NTP: Cell Phone RF Breaks DNA
Consistent with Higher Tumor Counts
20 Years After Landmark Lai-Singh Study
In May, the U.S. National Toxicology Program (NTP) announced that male rats exposed to cell phone radiation developed higher rates of cancer. Soon, the NTP will explain how that might have happened.
The same RF/microwave radiation that led male rats to develop brain tumors also caused DNA breaks in their brains. Female rats —which did not have significant elevated tumor counts— had fewer DNA breaks.
All these findings are part of the same $25 million NTP project.
The NTP results provide “strong evidence for the genotoxicity of cell phone radiation,” Ron Melnick told Microwave News. Melnick led the team that designed the NTP study; he is now retired. This “should put to rest the old argument that RF radiation cannot cause DNA damage,” he said.
DNA breaks were also seen in the brains of the RF-exposed mice, though the increases were less pronounced than among the rats. The NTP has not yet released the tumor results for its study in mice.
The NTP project design called for a sample of rats to be sacrificed after 19 weeks of post-natal radiation exposure —five from each of the GSM and CDMA exposure groups, as well as five of the controls.1 Tissue samples for DNA assays were collected from those animals.2 The remainder of the rats continued to be exposed for the rest of the two-year cancer study.
A paper on the DNA findings has been submitted for publication and is currently under peer review, according to the NTP press office.3 Michael Wyde, who runs the NTP RF project day-to-day, presented some preliminary results at the BioEM2016 meeting in Ghent, Belgium, in June and later that month at the NTP Board of Counselors meeting. (His slides4 are here; and a video of his talk at the board meeting is here.5)
Are DNA Breaks Harbingers of Tumors?
The new results prompt this $64 question: Did the DNA breaks found at the interim kill cause or lead to the tumors that were seen at the end of the experiment?
“You can’t say that the DNA assay supports the finding of increased glioma,” said one NTP insider who asked not to be named. But then this person went on to add, “You can say they are consistent.”
Melnick, who spent close to 30 years at NTP before retiring in 2009, offered a more direct answer: “Finding DNA damage in the brain of rats supports NTP’s tumor data,” he said.
We posed the same question to John Bucher, the associate director of the NTP who is in charge of the cell phone study.

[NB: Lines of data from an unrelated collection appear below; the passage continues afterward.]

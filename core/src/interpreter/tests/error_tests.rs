//! Tests for faults: the single terminal error event and malformed trees

use super::super::*;
use super::helpers::*;
use crate::parser::ast::{Loc, NodeAllocator, NodeId, NodeKind, NodeType, Span};
use crate::parser::Ast;

fn literal(nodes: &mut NodeAllocator, n: f64) -> NodeId {
    let kind = NodeKind::Literal {
        value: Value::Number(n),
        raw: n.to_string(),
    };
    nodes.alloc(kind, Span::default(), Loc::default())
}

fn program(nodes: &mut NodeAllocator, body: Vec<NodeId>) -> NodeId {
    nodes.alloc(NodeKind::Program { body }, Span::default(), Loc::default())
}

fn run_ast(ast: Ast) -> ExecutionState {
    let mut state = start(ast, ExecutionOptions::default());
    run_until_done(&mut state);
    state
}

#[test]
fn test_undeclared_assignment_trace() {
    let state = run("x = 1;");
    assert_eq!(
        event_types(&state),
        vec!["enter-statement", "enter-statement", "eval-literal", "error"]
    );
    assert_eq!(state.status(), Status::Error);

    let error = state.last_error().unwrap();
    assert_eq!(error.code, FaultCode::UndeclaredVar);
    let node = state.ast().get(error.node_id.unwrap()).unwrap();
    assert_eq!(node.node_type(), NodeType::AssignmentStatement);
}

#[test]
fn test_error_event_matches_last_error() {
    let state = run("let a = 1; let b = a / 0;");
    match &last_event(&state).kind {
        EventKind::Error {
            code,
            message,
            node_id,
        } => {
            let error = state.last_error().unwrap();
            assert_eq!(*code, error.code);
            assert_eq!(message, &error.message);
            assert_eq!(*node_id, error.node_id);
            let node = state.ast().get(node_id.unwrap()).unwrap();
            assert_eq!(node.node_type(), NodeType::BinaryExpression);
        }
        other => panic!("expected error event, got {:?}", other),
    }
}

#[test]
fn test_no_events_after_error() {
    let mut state = run("let a = missing;");
    let len = state.trace().len();
    let steps = state.step_counter();
    for _ in 0..5 {
        assert!(state.step().is_none());
    }
    assert_eq!(state.trace().len(), len);
    assert_eq!(state.step_counter(), steps);
    assert_eq!(
        state.trace().iter().filter(|e| e.kind.type_name() == "error").count(),
        1
    );
}

#[test]
fn test_faulted_state_keeps_frames() {
    let state = run("{ let a = missing; }");
    assert_eq!(state.status(), Status::Error);
    assert!(!state.frames().is_empty());
    // The failed block's scope was never closed
    assert_eq!(state.scope_stack().depth(), 2);
}

#[test]
fn test_declare_conflict() {
    let state = run("let a = 1; let a = 2;");
    assert_eq!(fault_code(&state), Some(FaultCode::DeclareConflict));
    assert_eq!(value_of(&state, "a"), Some(num(1.0)));
}

#[test]
fn test_expression_in_statement_position() {
    let mut nodes = NodeAllocator::new();
    let one = literal(&mut nodes, 1.0);
    let root = program(&mut nodes, vec![one]);
    let state = run_ast(nodes.finish(root));

    assert_eq!(event_types(&state), vec!["enter-statement", "error"]);
    assert_eq!(fault_code(&state), Some(FaultCode::UnsupportedNode));
    assert_eq!(state.last_error().unwrap().node_id, Some(root));
}

#[test]
fn test_statement_in_expression_position() {
    let mut nodes = NodeAllocator::new();
    let block = nodes.alloc(
        NodeKind::BlockStatement { body: vec![] },
        Span::default(),
        Loc::default(),
    );
    let statement = nodes.alloc(
        NodeKind::ExpressionStatement { expression: block },
        Span::default(),
        Loc::default(),
    );
    let root = program(&mut nodes, vec![statement]);
    let state = run_ast(nodes.finish(root));

    assert_eq!(fault_code(&state), Some(FaultCode::UnsupportedNode));
    assert_eq!(state.last_error().unwrap().node_id, Some(statement));
}

#[test]
fn test_missing_child() {
    let mut nodes = NodeAllocator::new();
    let root = program(&mut nodes, vec![NodeId(42)]);
    let state = run_ast(nodes.finish(root));
    assert_eq!(fault_code(&state), Some(FaultCode::UnsupportedNode));
}

#[test]
fn test_root_is_not_a_program() {
    let mut nodes = NodeAllocator::new();
    let root = literal(&mut nodes, 3.0);
    let state = run_ast(nodes.finish(root));

    assert_eq!(event_types(&state), vec!["error"]);
    assert_eq!(fault_code(&state), Some(FaultCode::UnsupportedNode));
}

#[test]
fn test_missing_root() {
    let state = run_ast(NodeAllocator::new().finish(NodeId(1)));
    assert_eq!(event_types(&state), vec!["error"]);
    assert_eq!(fault_code(&state), Some(FaultCode::UnsupportedNode));
}

#[test]
fn test_value_stack_underflow() {
    let mut state = start_program("let a = 1;");
    let error = state.pop_value().unwrap_err();
    assert_eq!(error.code, FaultCode::EvalStackCorruption);
}

#[test]
fn test_fault_code_wire_names() {
    let state = run("let a = 1 % 0;");
    let json = serde_json::to_value(last_event(&state)).unwrap();
    assert_eq!(json["type"], "error");
    assert_eq!(json["code"], "mod-by-zero");
    assert!(json["nodeId"].is_number());
}

#[test]
fn test_only_last_event_is_terminal() {
    for source in ["let a = 1; a + 2;", "let a = 1; a / 0;"] {
        let state = run(source);
        let (last, rest) = state.trace().split_last().unwrap();
        assert!(last.kind.is_terminal(), "{}", source);
        assert!(rest.iter().all(|e| !e.kind.is_terminal()), "{}", source);
    }
}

He declined to respond. Nor would he say whether the apparent consistency of the DNA and tumor results played a role in his decision to expedite the release of the tumor findings in May before they were published in a journal.
20 Years of War Games
The NTP’s finding of DNA breaks is the latest, and perhaps most decisive, chapter in a controversy that goes back more than 20 years. In 1994, Henry Lai and N.P. Singh of the University of Washington in Seattle reported that RF radiation could damage DNA in the brain cells of rats. (They used pulsed 2450 MHz, not cell phone-like signals.) The Lai-Singh study was immediately challenged by the wireless companies as it threatened their central argument that cell phones cannot cause cancer.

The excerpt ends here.